Most commentators agree that in these Sutras, Vyasa is refuting Kapila's Samkhya school. Now in this section of his Brahma Sutra Bhashya, the Advaita philosopher Adi Shankarachrya refutes the objection that the philosophical doctrines found in the Smritis of the Samkhya school should be accepted as valid, since Kapila had extra-sensory perception due to his magical powers:
Nor can we assume that some persons are able to perceive supersensuous matters without Sruti, as there exists no efficient cause for such perception. Nor, again, can it be said that such perception may be assumed in the case of Kapila and others who possessed supernatural powers, and consequently unobstructed power of cognition. For the possession of supernatural powers itself depends on the performance of religious duty, and religious duty is that which is characterised by injunction; hence the sense of injunctions (i.e. of the Veda) which is established first must not be fancifully interpreted in reference to the dicta of men 'established' (i.e. made perfect, and therefore possessing supernatural powers) afterwards only.
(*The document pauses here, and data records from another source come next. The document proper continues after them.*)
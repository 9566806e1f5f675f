// SPDX-License-Identifier: MIT
// Copyright 2026 Roland Dreier <roland@rolandd.dev>

//! Fare engine.
//!
//! Pure pricing: route + category + context + config -> fare breakdown.
//! No I/O and no hidden state, so the estimate at request time and the
//! final settlement price can both call it safely.
//!
//! Order of operations:
//! 1. distance fare = km * perKmRate[category]
//! 2. time fare = minutes * perMinuteRate
//! 3. subtotal = base + distance fare + time fare
//! 4. night multiplier from the local hour
//! 5. scaled = subtotal * night * weather * road
//! 6. final = scaled + fuel adjustment (additive, after scaling)
//! 7. total = final rounded up to the next multiple of 5

use crate::error::{AppError, Result};
use crate::models::{Category, FareBreakdown, PricingConfig, Route, TripContext};
use chrono::{FixedOffset, Offset, Timelike, Utc};

/// Fares are rounded up to a multiple of this many currency units.
pub const FARE_ROUNDING_STEP: f64 = 5.0;

pub struct FareEngine;

impl FareEngine {
    /// Price a trip.
    ///
    /// Fails with `UnsupportedCategory` when `config.per_km_rate` has no
    /// entry for `category`.
    pub fn estimate(
        route: &Route,
        category: Category,
        context: &TripContext,
        config: &PricingConfig,
    ) -> Result<FareBreakdown> {
        let per_km = *config
            .per_km_rate
            .get(&category)
            .ok_or(AppError::UnsupportedCategory(category))?;

        let distance_km = route.distance_meters.max(0.0) / 1000.0;
        let duration_minutes = route.duration_seconds.max(0.0) / 60.0;

        let distance_fare = distance_km * per_km;
        let time_fare = duration_minutes * config.per_minute_rate;
        let subtotal = config.base_fare + distance_fare + time_fare;

        let night_multiplier = if config.night.contains(local_hour(context, config)) {
            config.night.rate
        } else {
            1.0
        };
        let weather_multiplier = config
            .weather_multiplier
            .get(&context.weather)
            .copied()
            .unwrap_or(1.0);
        let road_multiplier = config
            .road_multiplier
            .get(&context.road_condition)
            .copied()
            .unwrap_or(1.0);

        let scaled = subtotal * night_multiplier * weather_multiplier * road_multiplier;

        let fuel_adjustment = config
            .fuel_adjustment
            .get(&category.fuel_type())
            .copied()
            .unwrap_or(0.0);
        let raw_total = (scaled + fuel_adjustment).max(0.0);

        Ok(FareBreakdown {
            base_fare: config.base_fare,
            distance_km,
            distance_fare,
            duration_minutes,
            time_fare,
            subtotal,
            night_multiplier,
            weather_multiplier,
            road_multiplier,
            fuel_adjustment,
            raw_total,
            total_fare: round_up_to_step(raw_total, FARE_ROUNDING_STEP),
        })
    }

    /// Platform share of a settled fare. Not part of the rounding step.
    pub fn system_commission(total_fare: f64, config: &PricingConfig) -> f64 {
        round_to_cents(total_fare * config.system_commission_rate)
    }
}

/// Hour of day (0-23) at the pricing locale.
fn local_hour(context: &TripContext, config: &PricingConfig) -> u32 {
    let offset =
        FixedOffset::east_opt(config.utc_offset_minutes * 60).unwrap_or_else(|| Utc.fix());
    context.timestamp.with_timezone(&offset).hour()
}

fn round_to_cents(value: f64) -> f64 {
    (value * 100.0).round() / 100.0
}

/// Round up to the next multiple of `step`.
///
/// The value is first snapped to cents so float noise such as
/// 1150.0000000001 does not push an exact multiple up a whole step.
pub fn round_up_to_step(value: f64, step: f64) -> f64 {
    (round_to_cents(value) / step).ceil() * step
}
What Adi Shankaracharya is saying is that magical powers can only be obtained through the injunctions found in the Vedas, so it's invalid to use information gleamed from those magical powers to devise a fanciful interpretation of the Vedas themselves. But my question is, why does Adi Shankaracharya say that magical powers can only be obtained through the injunctions of the Vedas? Are there Yagnas enjoined by the Vedas which yield magical powers?
Now Siddhis or magical powers are mainly discussed by Patanjali's Yoga school; here is what Adhyaya 4 Sutra 1 of Patanjali's Yoga Sutras says about the means of acquiring Siddhis:
Supernatural powers (siddhis) arise from birth, drugs, mantras, austerity, or yoga (samadhi)
But it's possible that the Vedanta school disagrees with the Yoga school on how to obtain Siddhis. In any case, does anyone know of any references in the Brahmanas or Aranyakas of the Vedas of a Yagna which yields Siddhis?